▶ _Prompt_:
Retype, word for word, each line between the lines holding "use axum::extract::State;" and "-> impl IntoResponse", inclusive, and leave the rest of the data alone.
------ Dataset records
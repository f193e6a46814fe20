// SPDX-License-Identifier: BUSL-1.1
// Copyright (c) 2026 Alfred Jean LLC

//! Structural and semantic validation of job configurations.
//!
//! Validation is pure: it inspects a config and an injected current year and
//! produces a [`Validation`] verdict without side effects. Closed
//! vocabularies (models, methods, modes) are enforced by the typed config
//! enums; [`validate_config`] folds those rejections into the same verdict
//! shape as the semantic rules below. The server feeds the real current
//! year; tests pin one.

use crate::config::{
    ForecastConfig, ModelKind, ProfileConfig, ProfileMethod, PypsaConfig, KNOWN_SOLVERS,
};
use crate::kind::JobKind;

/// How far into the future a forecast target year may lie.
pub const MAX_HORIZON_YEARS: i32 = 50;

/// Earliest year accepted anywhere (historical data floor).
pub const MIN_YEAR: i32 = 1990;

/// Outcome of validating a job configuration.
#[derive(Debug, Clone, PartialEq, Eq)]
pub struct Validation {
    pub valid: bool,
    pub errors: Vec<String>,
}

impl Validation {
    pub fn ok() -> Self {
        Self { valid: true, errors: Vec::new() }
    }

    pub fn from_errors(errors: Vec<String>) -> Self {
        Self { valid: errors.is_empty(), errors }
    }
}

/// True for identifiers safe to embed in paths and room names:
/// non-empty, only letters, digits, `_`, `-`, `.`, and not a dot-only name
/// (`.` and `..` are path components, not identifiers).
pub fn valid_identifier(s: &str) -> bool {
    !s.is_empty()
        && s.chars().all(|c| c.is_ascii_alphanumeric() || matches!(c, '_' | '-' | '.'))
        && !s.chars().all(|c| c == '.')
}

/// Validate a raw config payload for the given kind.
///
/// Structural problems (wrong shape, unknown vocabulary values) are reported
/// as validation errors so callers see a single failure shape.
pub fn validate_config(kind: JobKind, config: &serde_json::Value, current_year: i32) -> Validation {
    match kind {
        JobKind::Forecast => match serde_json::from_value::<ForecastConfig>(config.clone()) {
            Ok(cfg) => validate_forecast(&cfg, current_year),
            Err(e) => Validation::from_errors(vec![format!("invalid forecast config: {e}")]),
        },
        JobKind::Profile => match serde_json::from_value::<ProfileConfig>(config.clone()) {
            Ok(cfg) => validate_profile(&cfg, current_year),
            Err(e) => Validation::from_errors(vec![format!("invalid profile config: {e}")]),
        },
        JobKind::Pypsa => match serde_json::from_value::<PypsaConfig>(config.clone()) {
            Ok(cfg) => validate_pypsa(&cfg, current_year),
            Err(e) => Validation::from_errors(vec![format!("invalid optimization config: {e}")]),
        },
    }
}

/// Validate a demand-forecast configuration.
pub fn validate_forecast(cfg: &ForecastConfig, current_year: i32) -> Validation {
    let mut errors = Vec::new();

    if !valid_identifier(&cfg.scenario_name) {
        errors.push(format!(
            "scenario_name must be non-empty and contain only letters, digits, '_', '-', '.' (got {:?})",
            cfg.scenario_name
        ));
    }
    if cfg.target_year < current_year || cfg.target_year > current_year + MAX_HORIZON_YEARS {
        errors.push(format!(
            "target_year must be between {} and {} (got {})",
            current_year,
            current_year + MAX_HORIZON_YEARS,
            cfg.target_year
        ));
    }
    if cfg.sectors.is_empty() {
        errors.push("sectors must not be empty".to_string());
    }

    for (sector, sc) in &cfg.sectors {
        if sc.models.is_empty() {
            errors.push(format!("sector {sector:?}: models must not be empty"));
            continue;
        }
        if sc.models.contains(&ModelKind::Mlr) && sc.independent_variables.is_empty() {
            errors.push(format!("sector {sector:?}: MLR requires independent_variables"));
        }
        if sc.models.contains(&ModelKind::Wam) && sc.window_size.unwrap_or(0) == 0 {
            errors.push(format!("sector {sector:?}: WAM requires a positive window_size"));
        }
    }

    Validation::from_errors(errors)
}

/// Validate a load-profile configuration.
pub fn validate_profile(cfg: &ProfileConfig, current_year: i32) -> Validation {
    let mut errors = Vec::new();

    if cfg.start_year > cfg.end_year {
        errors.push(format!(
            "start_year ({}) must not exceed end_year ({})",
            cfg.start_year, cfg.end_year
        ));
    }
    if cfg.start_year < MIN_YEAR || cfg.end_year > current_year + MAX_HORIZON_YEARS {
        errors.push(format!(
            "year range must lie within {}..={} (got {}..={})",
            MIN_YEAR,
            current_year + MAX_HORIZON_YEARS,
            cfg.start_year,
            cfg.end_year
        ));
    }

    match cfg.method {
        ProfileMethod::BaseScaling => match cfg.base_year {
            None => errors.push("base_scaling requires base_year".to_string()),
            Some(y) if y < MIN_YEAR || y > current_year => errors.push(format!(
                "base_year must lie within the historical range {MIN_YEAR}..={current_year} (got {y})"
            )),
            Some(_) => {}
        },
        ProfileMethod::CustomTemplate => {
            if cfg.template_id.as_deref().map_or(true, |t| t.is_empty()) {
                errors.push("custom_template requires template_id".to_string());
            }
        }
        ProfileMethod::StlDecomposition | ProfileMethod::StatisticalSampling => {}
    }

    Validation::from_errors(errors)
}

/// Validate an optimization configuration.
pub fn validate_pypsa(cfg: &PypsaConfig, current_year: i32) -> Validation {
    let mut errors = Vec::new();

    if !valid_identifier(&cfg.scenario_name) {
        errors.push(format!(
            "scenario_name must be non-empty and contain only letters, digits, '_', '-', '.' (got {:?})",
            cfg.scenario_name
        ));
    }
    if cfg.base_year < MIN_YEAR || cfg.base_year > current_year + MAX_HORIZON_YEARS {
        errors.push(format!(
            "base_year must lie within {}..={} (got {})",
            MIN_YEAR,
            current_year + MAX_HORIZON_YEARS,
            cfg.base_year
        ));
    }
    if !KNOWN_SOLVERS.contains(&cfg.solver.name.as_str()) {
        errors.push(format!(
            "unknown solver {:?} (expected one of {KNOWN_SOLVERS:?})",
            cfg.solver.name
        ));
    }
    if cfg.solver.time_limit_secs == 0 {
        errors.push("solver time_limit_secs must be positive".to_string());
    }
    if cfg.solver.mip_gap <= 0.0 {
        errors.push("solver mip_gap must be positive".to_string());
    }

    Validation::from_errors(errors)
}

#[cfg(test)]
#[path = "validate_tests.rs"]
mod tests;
------------
------ Dataset records
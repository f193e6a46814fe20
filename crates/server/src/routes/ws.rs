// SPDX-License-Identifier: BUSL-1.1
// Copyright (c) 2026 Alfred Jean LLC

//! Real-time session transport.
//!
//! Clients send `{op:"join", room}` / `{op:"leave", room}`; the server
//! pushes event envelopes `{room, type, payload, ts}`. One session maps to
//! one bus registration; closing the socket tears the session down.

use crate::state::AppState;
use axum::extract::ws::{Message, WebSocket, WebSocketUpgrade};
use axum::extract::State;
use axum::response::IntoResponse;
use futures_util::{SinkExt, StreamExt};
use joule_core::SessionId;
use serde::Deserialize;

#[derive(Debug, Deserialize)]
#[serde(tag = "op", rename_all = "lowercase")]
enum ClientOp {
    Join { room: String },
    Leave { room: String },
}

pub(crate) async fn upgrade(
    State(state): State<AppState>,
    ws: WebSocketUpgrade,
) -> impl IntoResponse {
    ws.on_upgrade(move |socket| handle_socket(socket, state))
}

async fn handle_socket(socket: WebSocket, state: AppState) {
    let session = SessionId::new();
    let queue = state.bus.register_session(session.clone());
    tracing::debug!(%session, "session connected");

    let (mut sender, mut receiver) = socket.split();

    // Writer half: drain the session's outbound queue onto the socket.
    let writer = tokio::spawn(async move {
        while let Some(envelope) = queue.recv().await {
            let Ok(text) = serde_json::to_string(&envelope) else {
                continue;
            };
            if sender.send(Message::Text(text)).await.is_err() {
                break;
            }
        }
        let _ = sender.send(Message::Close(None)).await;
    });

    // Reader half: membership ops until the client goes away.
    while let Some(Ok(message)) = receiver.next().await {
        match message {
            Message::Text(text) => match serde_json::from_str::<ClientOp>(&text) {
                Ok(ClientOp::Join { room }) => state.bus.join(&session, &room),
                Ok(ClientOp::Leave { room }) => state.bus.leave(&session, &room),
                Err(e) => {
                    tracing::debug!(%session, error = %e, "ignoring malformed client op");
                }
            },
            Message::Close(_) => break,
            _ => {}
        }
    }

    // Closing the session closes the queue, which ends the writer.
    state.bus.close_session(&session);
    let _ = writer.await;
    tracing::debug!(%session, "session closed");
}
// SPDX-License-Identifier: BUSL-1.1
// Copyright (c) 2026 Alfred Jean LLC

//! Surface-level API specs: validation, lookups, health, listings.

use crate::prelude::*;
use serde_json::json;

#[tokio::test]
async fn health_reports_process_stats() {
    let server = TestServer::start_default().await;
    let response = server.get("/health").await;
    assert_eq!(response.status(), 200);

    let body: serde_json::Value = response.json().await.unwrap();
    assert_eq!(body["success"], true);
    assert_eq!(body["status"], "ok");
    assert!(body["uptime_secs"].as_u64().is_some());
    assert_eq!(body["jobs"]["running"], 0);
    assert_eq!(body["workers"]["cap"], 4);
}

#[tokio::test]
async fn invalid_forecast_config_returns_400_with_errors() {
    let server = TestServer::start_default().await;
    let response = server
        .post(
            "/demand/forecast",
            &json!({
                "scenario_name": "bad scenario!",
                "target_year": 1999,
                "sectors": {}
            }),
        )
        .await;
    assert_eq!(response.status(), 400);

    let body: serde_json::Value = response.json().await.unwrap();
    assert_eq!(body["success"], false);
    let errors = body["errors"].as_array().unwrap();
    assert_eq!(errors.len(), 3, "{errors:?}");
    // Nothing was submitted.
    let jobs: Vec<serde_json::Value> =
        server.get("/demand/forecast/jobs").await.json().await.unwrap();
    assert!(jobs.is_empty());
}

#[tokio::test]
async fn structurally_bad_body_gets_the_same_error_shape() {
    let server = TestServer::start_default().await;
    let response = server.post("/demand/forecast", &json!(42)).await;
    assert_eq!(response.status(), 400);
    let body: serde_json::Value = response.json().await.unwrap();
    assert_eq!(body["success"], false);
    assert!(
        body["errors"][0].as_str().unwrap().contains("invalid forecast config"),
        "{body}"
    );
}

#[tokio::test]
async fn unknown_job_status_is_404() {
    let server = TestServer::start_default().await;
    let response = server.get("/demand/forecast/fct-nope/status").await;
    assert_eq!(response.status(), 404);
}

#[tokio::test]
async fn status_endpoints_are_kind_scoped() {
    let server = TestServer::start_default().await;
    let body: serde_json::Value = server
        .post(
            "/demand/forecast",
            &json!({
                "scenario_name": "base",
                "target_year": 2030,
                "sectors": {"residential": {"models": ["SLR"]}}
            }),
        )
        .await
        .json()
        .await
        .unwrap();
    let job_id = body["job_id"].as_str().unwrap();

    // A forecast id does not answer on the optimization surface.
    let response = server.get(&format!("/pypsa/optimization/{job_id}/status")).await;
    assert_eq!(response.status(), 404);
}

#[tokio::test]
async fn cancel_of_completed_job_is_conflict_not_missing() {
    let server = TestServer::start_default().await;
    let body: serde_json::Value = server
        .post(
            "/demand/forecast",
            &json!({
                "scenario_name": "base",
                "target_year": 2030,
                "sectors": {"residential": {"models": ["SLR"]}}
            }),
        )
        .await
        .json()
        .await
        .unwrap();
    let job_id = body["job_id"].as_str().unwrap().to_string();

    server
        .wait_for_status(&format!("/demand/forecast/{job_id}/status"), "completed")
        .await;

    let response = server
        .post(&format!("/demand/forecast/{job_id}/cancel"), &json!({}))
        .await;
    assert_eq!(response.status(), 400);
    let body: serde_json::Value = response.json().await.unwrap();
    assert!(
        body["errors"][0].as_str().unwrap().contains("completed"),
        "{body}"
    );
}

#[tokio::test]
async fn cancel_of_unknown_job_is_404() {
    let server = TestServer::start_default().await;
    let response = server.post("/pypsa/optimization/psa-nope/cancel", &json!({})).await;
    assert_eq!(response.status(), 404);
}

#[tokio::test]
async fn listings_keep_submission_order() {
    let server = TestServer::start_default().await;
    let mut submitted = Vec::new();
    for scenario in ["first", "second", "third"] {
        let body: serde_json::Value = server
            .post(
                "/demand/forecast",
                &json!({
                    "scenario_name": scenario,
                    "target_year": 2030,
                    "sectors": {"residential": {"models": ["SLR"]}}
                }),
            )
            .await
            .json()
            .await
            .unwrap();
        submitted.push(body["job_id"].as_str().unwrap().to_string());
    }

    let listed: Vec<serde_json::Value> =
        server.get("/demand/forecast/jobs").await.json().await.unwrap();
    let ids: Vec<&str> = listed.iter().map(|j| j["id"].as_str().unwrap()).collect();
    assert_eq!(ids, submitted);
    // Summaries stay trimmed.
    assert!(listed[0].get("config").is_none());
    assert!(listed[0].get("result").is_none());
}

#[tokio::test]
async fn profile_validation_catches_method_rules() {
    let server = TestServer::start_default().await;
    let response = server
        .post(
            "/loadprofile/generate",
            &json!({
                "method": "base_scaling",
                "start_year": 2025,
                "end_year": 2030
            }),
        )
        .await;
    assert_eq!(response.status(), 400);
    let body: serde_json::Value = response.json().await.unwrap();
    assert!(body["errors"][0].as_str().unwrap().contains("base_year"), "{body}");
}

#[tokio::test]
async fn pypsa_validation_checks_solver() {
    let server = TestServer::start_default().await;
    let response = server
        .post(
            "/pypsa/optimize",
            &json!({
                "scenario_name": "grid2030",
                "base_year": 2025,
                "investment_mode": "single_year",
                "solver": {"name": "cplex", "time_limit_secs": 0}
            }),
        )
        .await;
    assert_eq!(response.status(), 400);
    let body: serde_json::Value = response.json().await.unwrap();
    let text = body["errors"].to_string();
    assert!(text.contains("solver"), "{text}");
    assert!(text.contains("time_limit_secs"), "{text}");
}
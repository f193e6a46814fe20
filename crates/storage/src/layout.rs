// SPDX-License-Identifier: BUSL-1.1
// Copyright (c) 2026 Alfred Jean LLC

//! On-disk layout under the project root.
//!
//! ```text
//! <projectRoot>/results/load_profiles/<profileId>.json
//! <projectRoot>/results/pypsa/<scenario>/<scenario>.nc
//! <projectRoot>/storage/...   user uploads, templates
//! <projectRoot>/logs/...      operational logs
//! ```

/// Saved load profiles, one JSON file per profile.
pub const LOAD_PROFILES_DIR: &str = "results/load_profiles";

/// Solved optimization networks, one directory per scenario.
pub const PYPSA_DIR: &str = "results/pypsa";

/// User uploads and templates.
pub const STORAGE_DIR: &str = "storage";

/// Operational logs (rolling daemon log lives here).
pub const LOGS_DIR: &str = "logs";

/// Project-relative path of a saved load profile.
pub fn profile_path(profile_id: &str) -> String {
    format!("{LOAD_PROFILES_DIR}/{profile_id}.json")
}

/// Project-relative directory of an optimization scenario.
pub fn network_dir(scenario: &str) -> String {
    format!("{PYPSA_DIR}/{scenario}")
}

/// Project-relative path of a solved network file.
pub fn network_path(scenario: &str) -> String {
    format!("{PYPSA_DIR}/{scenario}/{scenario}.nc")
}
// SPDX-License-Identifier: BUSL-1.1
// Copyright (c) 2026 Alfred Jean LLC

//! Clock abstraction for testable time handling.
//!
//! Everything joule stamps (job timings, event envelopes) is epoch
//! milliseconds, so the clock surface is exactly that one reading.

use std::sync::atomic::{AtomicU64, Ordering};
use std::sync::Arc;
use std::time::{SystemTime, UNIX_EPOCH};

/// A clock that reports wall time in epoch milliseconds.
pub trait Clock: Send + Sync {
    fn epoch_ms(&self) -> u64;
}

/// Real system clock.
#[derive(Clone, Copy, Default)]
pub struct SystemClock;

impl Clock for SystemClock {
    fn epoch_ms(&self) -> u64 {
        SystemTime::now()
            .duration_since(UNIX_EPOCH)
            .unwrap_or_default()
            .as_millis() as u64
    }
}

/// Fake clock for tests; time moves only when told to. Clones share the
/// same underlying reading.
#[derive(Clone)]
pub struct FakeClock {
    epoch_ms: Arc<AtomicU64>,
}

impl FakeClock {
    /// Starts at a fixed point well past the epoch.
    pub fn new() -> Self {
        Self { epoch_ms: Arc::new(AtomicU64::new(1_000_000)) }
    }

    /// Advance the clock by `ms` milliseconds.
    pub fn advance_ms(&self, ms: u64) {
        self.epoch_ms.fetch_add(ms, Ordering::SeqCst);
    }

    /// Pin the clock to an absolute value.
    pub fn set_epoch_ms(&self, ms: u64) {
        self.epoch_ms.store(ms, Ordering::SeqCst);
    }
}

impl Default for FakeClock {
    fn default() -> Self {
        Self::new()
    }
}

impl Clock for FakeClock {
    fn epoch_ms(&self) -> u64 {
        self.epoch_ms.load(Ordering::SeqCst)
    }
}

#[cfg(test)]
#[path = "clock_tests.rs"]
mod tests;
------------
▶ _The completed task_:
use axum::extract::State;
use axum::response::IntoResponse;
use futures_util::{SinkExt, StreamExt};
use joule_core::SessionId;
use serde::Deserialize;

#[derive(Debug, Deserialize)]
#[serde(tag = "op", rename_all = "lowercase")]
enum ClientOp {
    Join { room: String },
    Leave { room: String },
}

pub(crate) async fn upgrade(
    State(state): State<AppState>,
    ws: WebSocketUpgrade,
) -> impl IntoResponse {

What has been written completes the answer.